◆ **TASK PROMPT**: Copy out the line containing "if !(self.detection.score_steepness.is_finite() &&" and each line after it, through the last one in the material, exactly as written.

•••

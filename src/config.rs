use anyhow::{bail, Context, Result};
use serde::{Deserialize, Serialize};
use std::path::{Path, PathBuf};

use crate::ml::models::check_contamination;
use crate::ml::{DetectionConfig, ModelConfig, StorageConfig, WorkerConfig};

/// Main configuration structure
#[derive(Debug, Clone, Default, PartialEq, Serialize, Deserialize)]
pub struct Config {
    #[serde(default)]
    pub general: GeneralConfig,

    #[serde(default)]
    pub storage: StorageConfig,

    #[serde(default)]
    pub model: ModelConfig,

    #[serde(default)]
    pub detection: DetectionConfig,

    #[serde(default)]
    pub workers: WorkerConfig,
}

impl Config {
    /// Load configuration from file
    pub fn load<P: AsRef<Path>>(path: P) -> Result<Self> {
        let content = std::fs::read_to_string(&path)
            .with_context(|| format!("Failed to read config file: {}", path.as_ref().display()))?;

        let config: Config = toml::from_str(&content)
            .with_context(|| format!("Failed to parse config file: {}", path.as_ref().display()))?;

        config
            .validate()
            .with_context(|| format!("Invalid config file: {}", path.as_ref().display()))?;

        Ok(config)
    }

    /// Load config from default locations or create default
    pub fn load_or_default() -> Result<Self> {
        let paths = [
            PathBuf::from("/etc/vie/config.toml"),
            dirs_next::config_dir()
                .map(|p| p.join("vie/config.toml"))
                .unwrap_or_default(),
            PathBuf::from("config.toml"),
        ];

        for path in &paths {
            if path.is_file() {
                return Self::load(path);
            }
        }

        Ok(Self::default())
    }

    /// Save configuration to file
    pub fn save<P: AsRef<Path>>(&self, path: P) -> Result<()> {
        let content = toml::to_string_pretty(self)?;
        std::fs::write(&path, content)?;
        Ok(())
    }

    /// Reject settings the engine cannot run with
    pub fn validate(&self) -> Result<()> {
        if self.model.num_trees == 0 {
            bail!("model.num_trees must be at least 1");
        }
        if self.model.max_samples == 0 {
            bail!("model.max_samples must be at least 1");
        }
        if let Err(e) = check_contamination(self.model.default_contamination) {
            bail!("model.default_contamination: {}", e);
        }
        if !(self.detection.score_steepness.is_finite() && self.detection.score_steepness > 0.0) {
            bail!("detection.score_steepness must be a positive number");
        }
        Ok(())
    }
}

#[derive(Debug, Clone, PartialEq, Serialize, Deserialize)]
pub struct GeneralConfig {
    /// Log level (trace, debug, info, warn, error)
    #[serde(default = "default_log_level")]
    pub log_level: String,
}

impl Default for GeneralConfig {
    fn default() -> Self {
        Self {
            log_level: default_log_level(),
        }
    }
}

fn default_log_level() -> String {
    "info".to_string()
}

•••

◆ **ANSWER AREA**:
        if !(self.detection.score_steepness.is_finite() && self.detection.score_steepness > 0.0) {
            bail!("detection.score_steepness must be a positive number");
        }
        Ok(())
    }
}

#[derive(Debug, Clone, PartialEq, Serialize, Deserialize)]
pub struct GeneralConfig {
    /// Log level (trace, debug, info, warn, error)
    #[serde(default = "default_log_level")]
    pub log_level: String,
}

impl Default for GeneralConfig {
    fn default() -> Self {
        Self {
            log_level: default_log_level(),
        }
    }
}

fn default_log_level() -> String {
    "info".to_string()
}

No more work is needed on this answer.